Vietnam Tortures and Kills Montagnard Christian Prisoners, Group Says


By BosNewsLife News Center

HANOI, VIETNAM (BosNewsLife) — There was mounting concern Saturday, July 15, over the situation of hundreds of Christian Degar Montagnard prisoners in Vietnam following reports that at least two of them have died because of torture.

The US-based Montagnard Foundation Incorporated (MFI), which has close contacts with the Degar Montagnard community in Vietnam’s Central Highlands, told BosNewsLife that 42-year old Siu Dolel from Ploi Oi village in Gialai province and Siu Lul, 62, from the village of Ploi Kueng, in Gia Lai province both died after security forces and prison officials tortured them.

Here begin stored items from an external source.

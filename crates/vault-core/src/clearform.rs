//! ClearForm document generation paid for with credits.

use crate::credits::{CreditError, CreditLedger};
use std::sync::Arc;
use thiserror::Error;
use tracing::instrument;
use vault_config::CreditsConfig;
use vault_documents::{DocumentService, GenerationRequest};
use vault_storage::{QueryFilter, StorageError, StorageService};
use vault_types::{current_timestamp, truncate_id, ClearFormDocument, ClearFormStatus, StorageKey};

#[derive(Debug, Error)]
pub enum ClearFormError {
	#[error(transparent)]
	Credits(#[from] CreditError),
	#[error("Storage error: {0}")]
	Storage(#[from] StorageError),
	#[error("Document not found: {0}")]
	NotFound(String),
	#[error("Generation failed for document {document_id}: {reason}")]
	GenerationFailed { document_id: String, reason: String },
}

pub struct ClearFormService {
	storage: Arc<StorageService>,
	ledger: Arc<CreditLedger>,
	documents: Arc<DocumentService>,
	credits: CreditsConfig,
}

impl ClearFormService {
	pub fn new(
		storage: Arc<StorageService>,
		ledger: Arc<CreditLedger>,
		documents: Arc<DocumentService>,
		credits: CreditsConfig,
	) -> Self {
		Self {
			storage,
			ledger,
			documents,
			credits,
		}
	}

	/// Charges the user, generates the document and stores it.
	///
	/// When generation fails the charge is refunded and the record is kept
	/// as FAILED; the error names the record so the caller can show it.
	#[instrument(skip_all, fields(user_id = %truncate_id(user_id), document_type = %document_type))]
	pub async fn generate(
		&self,
		user_id: &str,
		document_type: &str,
		intent: &str,
	) -> Result<ClearFormDocument, ClearFormError> {
		let cost = self.credits.cost_for(document_type);
		let document_id = uuid::Uuid::new_v4().to_string();
		self.ledger.deduct(user_id, cost, &document_id).await?;

		let mut record = ClearFormDocument {
			id: document_id.clone(),
			user_id: user_id.to_string(),
			document_type: document_type.to_string(),
			status: ClearFormStatus::Pending,
			credits_charged: cost,
			refunded: false,
			intent: intent.to_string(),
			content: None,
			content_hash: None,
			error: None,
			created_at: current_timestamp(),
		};
		if let Err(e) = self.save(&record).await {
			self.refund(&record).await;
			return Err(e);
		}

		let mut request = GenerationRequest::new(&document_id, document_type);
		request.intent = Some(intent.to_string());

		match self.documents.generate(&request).await {
			Ok(sealed) => {
				record.status = ClearFormStatus::Generated;
				record.content = Some(sealed.document.content);
				record.content_hash = Some(sealed.content_hash);
				self.save(&record).await?;
				tracing::info!(document_id = %truncate_id(&document_id), cost, "ClearForm document generated");
				Ok(record)
			},
			Err(e) => {
				let reason = e.to_string();
				tracing::warn!(document_id = %truncate_id(&document_id), error = %reason, "ClearForm generation failed");
				record.refunded = self.refund(&record).await;
				record.status = ClearFormStatus::Failed;
				record.error = Some(reason.clone());
				self.save(&record).await?;
				Err(ClearFormError::GenerationFailed {
					document_id,
					reason,
				})
			},
		}
	}

	pub async fn get(&self, document_id: &str) -> Result<ClearFormDocument, ClearFormError> {
		self.storage
			.find(StorageKey::ClearFormDocuments.as_str(), document_id)
			.await?
			.ok_or_else(|| ClearFormError::NotFound(document_id.to_string()))
	}

	/// A user's documents, newest first.
	pub async fn list_for_user(
		&self,
		user_id: &str,
	) -> Result<Vec<ClearFormDocument>, ClearFormError> {
		let mut documents: Vec<ClearFormDocument> = self
			.storage
			.query(
				StorageKey::ClearFormDocuments.as_str(),
				QueryFilter::Equals("user_id".to_string(), serde_json::json!(user_id)),
			)
			.await?
			.into_iter()
			.map(|(_, document)| document)
			.collect();
		documents.sort_by(|a, b| b.created_at.cmp(&a.created_at).then_with(|| a.id.cmp(&b.id)));
		Ok(documents)
	}

	async fn save(&self, record: &ClearFormDocument) -> Result<(), ClearFormError> {
		self.storage
			.store(StorageKey::ClearFormDocuments.as_str(), &record.id, record)
			.await?;
		Ok(())
	}

	async fn refund(&self, record: &ClearFormDocument) -> bool {
		match self
			.ledger
			.refund(&record.user_id, record.credits_charged, &record.id)
			.await
		{
			Ok(_) => true,
			Err(e) => {
				tracing::error!(document_id = %truncate_id(&record.id), error = %e, "Credit refund failed");
				false
			},
		}
	}
}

It is believed both men were jailed for activities related to their Christian faith. Secular human rights groups, including Amnesty International and Human Rights Watch, have also expressed concerns over the treatment of prisoners in Vietnam.

MFI said the wife of Siu Dolel, from Ploi Oi village in Gialai province was informed on June 25 by Vietnamese officials visiting her house “that her husband had died in prison,” apparently as a result of injuries inflicted by torture in May.

BEATINGS

“They asked her if she wanted to see his body before burial. Unfortunately, his wife did not have money to go see him and so the officials then confiscated his identification card from her and left,” MFI told BosNewsLife.

MFI said it learned that in May 2006, “the prison authorities tortured him by kicking, boxing and beating him with electric batons until his right and left rib cage were broken.” He was previously tortured in Ha Nam prison just before Christmas on December 22, 2004, MFI investigators explained.

Earlier on April 24, Siu Lul “succumbed and died from the effects of torture and lack of water and food,” MFI said.

FUNERAL

The group said that on the day he died his wife “did not have money to transport her husband’s body back to her village so she agreed for her husband to be buried in Ha Nam.”

In May she reportedly asked Vietnamese authorities how to get her husband’s human remains back to her village “so that she could give him a Christian funeral.” However authorities allegedly told her that she “could not bring her husband bone back to her village until he finished his stipulated prison sentence,” MFI added. “In this kind of attitude,” the group said, “Vietnamese authorities really show their hatred toward Degar [Montagnard] people.”

Human rights investigators estimate over 350 Degar Montagnard prisoners remain in Vietnamese jails for their activities described by MFI as “merely standing up for human rights, for spreading Christianity or for fleeing to Cambodia.”

“FABRICATIONS”

Vietnamese authorities have not reacted to the latest claims. But in the past Vietnam’s Foreign Ministry called MFI’s reports about persecution “fabrications” and stressed that the “Montagnard Foundation spared no efforts to undermine the State of Vietnam.”

Rights groups have linked the reported persecution to claims made by Vietnamese authorities that Degar Montagnards are following a “Western religion” and supported US forces during the Vietnam War. Of the roughly 1-million Degar Montagnard people, close to half are Protestant, while around 200,000 are Catholic, according to estimates.

In July 2006 the US State Department maintained Vietnam on its “watch list” of countries that it says are among the “worst violators” of religious freedom. (With reports from Vietnam and BosNewsLife Research).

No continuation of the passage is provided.